Aflatoxins are lethal and carcinogenic secondary metabolites produced mainly by fungi of the Aspergillus genus, key among which is Aspergillus flavus. Previous research has shown that Ugandans are chronically exposed to these carcinogens and yet breeding A. flavus resistant varieties can be a sustainable solution to this problem. This study aimed at providing novel knowledge to groundnut breeders on which genes are suitable to silence in A. flavus so as to inhibit its growth using the RNAi technique triggered by dsRNA. Ten A. flavus isolates were isolated on Modified Rose Bengal Agar from 43 groundnut seed samples collected from Tororo, Soroti and Kamuli districts in Eastern Uganda and an Agraquant total aflatoxin ELISA kit was used to determine the amount of aflatoxins they produce. Only one isolate was non-toxigenic while others produced total aflatoxin ranging from five to over 2000 parts per billion. Thus there is diversity in A. flavus based on aflatoxin production ability.
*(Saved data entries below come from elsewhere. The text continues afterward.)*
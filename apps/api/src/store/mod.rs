//! Storage seam. Handlers only see the [`JobStore`] and [`CustomerStore`]
//! traits; the composition root picks MongoDB or the in-process backend.

pub mod memory;
pub mod mongo;

use std::sync::Arc;

use anyhow::Result;
use async_trait::async_trait;
use mongodb::bson::{self, oid::ObjectId, DateTime, Document};
use serde_json::{Map, Value};
use thiserror::Error;
use tracing::info;

use crate::config::{Config, StoreBackend};
use crate::models::job::{IndustryCount, Job, JobField};

#[derive(Debug, Error)]
pub enum StoreError {
    #[error("MongoDB error: {0}")]
    Mongo(#[from] mongodb::error::Error),

    #[error("BSON serialization error: {0}")]
    Serialize(#[from] bson::ser::Error),

    #[error("BSON deserialization error: {0}")]
    Deserialize(#[from] bson::de::Error),

    #[error("JSON conversion error: {0}")]
    Json(#[from] serde_json::Error),

    #[error("Unsupported update operator: {0}")]
    UnsupportedUpdate(String),

    #[error("A job with job_id {0} already exists")]
    DuplicateJobId(i64),

    #[error("Store did not return an inserted id")]
    MissingInsertedId,
}

/// Result of a single-document update.
#[derive(Debug, Clone, Copy, PartialEq, Eq, Default)]
pub struct UpdateOutcome {
    pub matched: u64,
    pub modified: u64,
}

/// Operations on the job collection. Every list result is ordered by `job_id`
/// unless the operation defines its own order.
#[async_trait]
pub trait JobStore: Send + Sync {
    /// Stores `job` as-is. Fails with [`StoreError::DuplicateJobId`] if its
    /// `job_id` is taken.
    async fn insert(&self, job: &Job) -> Result<ObjectId, StoreError>;

    /// Stores a new job under `requested`, or under one past the current
    /// maximum when `None`. Assignment and insert are atomic with respect to
    /// other creates. Returns the store id and the `job_id` used.
    async fn insert_new(
        &self,
        job: Job,
        requested: Option<i64>,
    ) -> Result<(ObjectId, i64), StoreError>;

    /// Highest `job_id` currently stored.
    async fn max_job_id(&self) -> Result<Option<i64>, StoreError>;

    async fn find_by_job_id(&self, job_id: i64) -> Result<Option<Job>, StoreError>;

    /// Case-insensitive exact match on an embedded field.
    async fn find_by_field(&self, field: JobField, term: &str) -> Result<Vec<Job>, StoreError>;

    /// Jobs whose `skills_required` contains every listed skill, ignoring case.
    async fn find_with_all_skills(&self, skills: &[String]) -> Result<Vec<Job>, StoreError>;

    /// Jobs with `average_salary` in the closed interval `[min, max]`.
    async fn find_by_salary_range(&self, min: i64, max: i64) -> Result<Vec<Job>, StoreError>;

    /// Job counts per industry name, largest first.
    async fn count_by_industry(&self) -> Result<Vec<IndustryCount>, StoreError>;

    /// Highest-paid jobs, ties broken by ascending `job_id`.
    async fn top_paid(&self, limit: i64) -> Result<Vec<Job>, StoreError>;

    /// Sorted distinct `company.name` values.
    async fn distinct_companies(&self) -> Result<Vec<String>, StoreError>;

    /// Merges `fields` into the job with `$set` semantics.
    async fn update_fields(
        &self,
        job_id: i64,
        fields: &Map<String, Value>,
    ) -> Result<UpdateOutcome, StoreError>;

    async fn delete_by_job_id(&self, job_id: i64) -> Result<u64, StoreError>;

    /// Removes every job. Used by `seed --replace`.
    async fn clear(&self) -> Result<u64, StoreError>;
}

/// Operations on the schemaless customer collection.
#[async_trait]
pub trait CustomerStore: Send + Sync {
    async fn find_matching(&self, filter: &Document) -> Result<Vec<Document>, StoreError>;

    async fn find_by_id(&self, id: ObjectId) -> Result<Option<Document>, StoreError>;

    /// Returns ids in input order.
    async fn insert_many(&self, docs: Vec<Document>) -> Result<Vec<ObjectId>, StoreError>;

    async fn insert_one(&self, doc: Document) -> Result<ObjectId, StoreError>;

    async fn update_by_username(
        &self,
        username: &str,
        update: Document,
    ) -> Result<UpdateOutcome, StoreError>;

    async fn delete_by_username(&self, username: &str) -> Result<u64, StoreError>;

    /// Customers born in `[start, end]`, optionally filtered on `active`.
    async fn find_by_birthdate(
        &self,
        start: DateTime,
        end: DateTime,
        active: Option<bool>,
    ) -> Result<Vec<Document>, StoreError>;
}

/// Store handles injected into [`crate::state::AppState`].
pub struct Stores {
    pub jobs: Arc<dyn JobStore>,
    pub customers: Arc<dyn CustomerStore>,
}

/// Builds the configured backend.
pub async fn connect(config: &Config) -> Result<Stores> {
    match config.store_backend {
        StoreBackend::Mongo => {
            let store = Arc::new(
                mongo::MongoStore::connect(
                    &config.mongodb_uri,
                    &config.database_name,
                    &config.jobs_collection,
                    &config.customers_collection,
                )
                .await?,
            );
            Ok(Stores {
                jobs: store.clone(),
                customers: store,
            })
        }
        StoreBackend::Memory => {
            info!("Using in-memory store; data is lost on exit");
            let store = Arc::new(memory::MemoryStore::default());
            Ok(Stores {
                jobs: store.clone(),
                customers: store,
            })
        }
    }
}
To determine the suitable genes for RNAi silencing in A. flavus, dsRNAs specific to 13 essential genes were transcribed in vitro using a T7 transcription kit. A. flavus spores were then exposed to these dsRNAs or sterile water for the controls and plated on ¼ strength PDA. Percentage spore growth inhibition was calculated and this spore growth inhibition data was subjected to ANOVA. Spore growth inhibition was significantly higher in all spores treated with dsRNAs targeting A. flavus essential genes in comparison to the controls treated with sterile water (df = 13, p < 0.001). Amongst the dsRNA treatments, silencing UBI, COH, 26s, ATP, PPK, IMP and ABC genes resulted in significantly higher spore growth inhibition than silencing GTT, HEL, PTRs, EXP, DRF and MOT genes (df = 13, p < 0.001). This study thus recommends UBI, COH, 26s, ATP, PPK, IMP and ABC as the suitable genes for RNAi silencing of A. flavus in vivo and also recommends a follow up study to establish the molecular basis for A. flavus diversity based on aflatoxin production ability.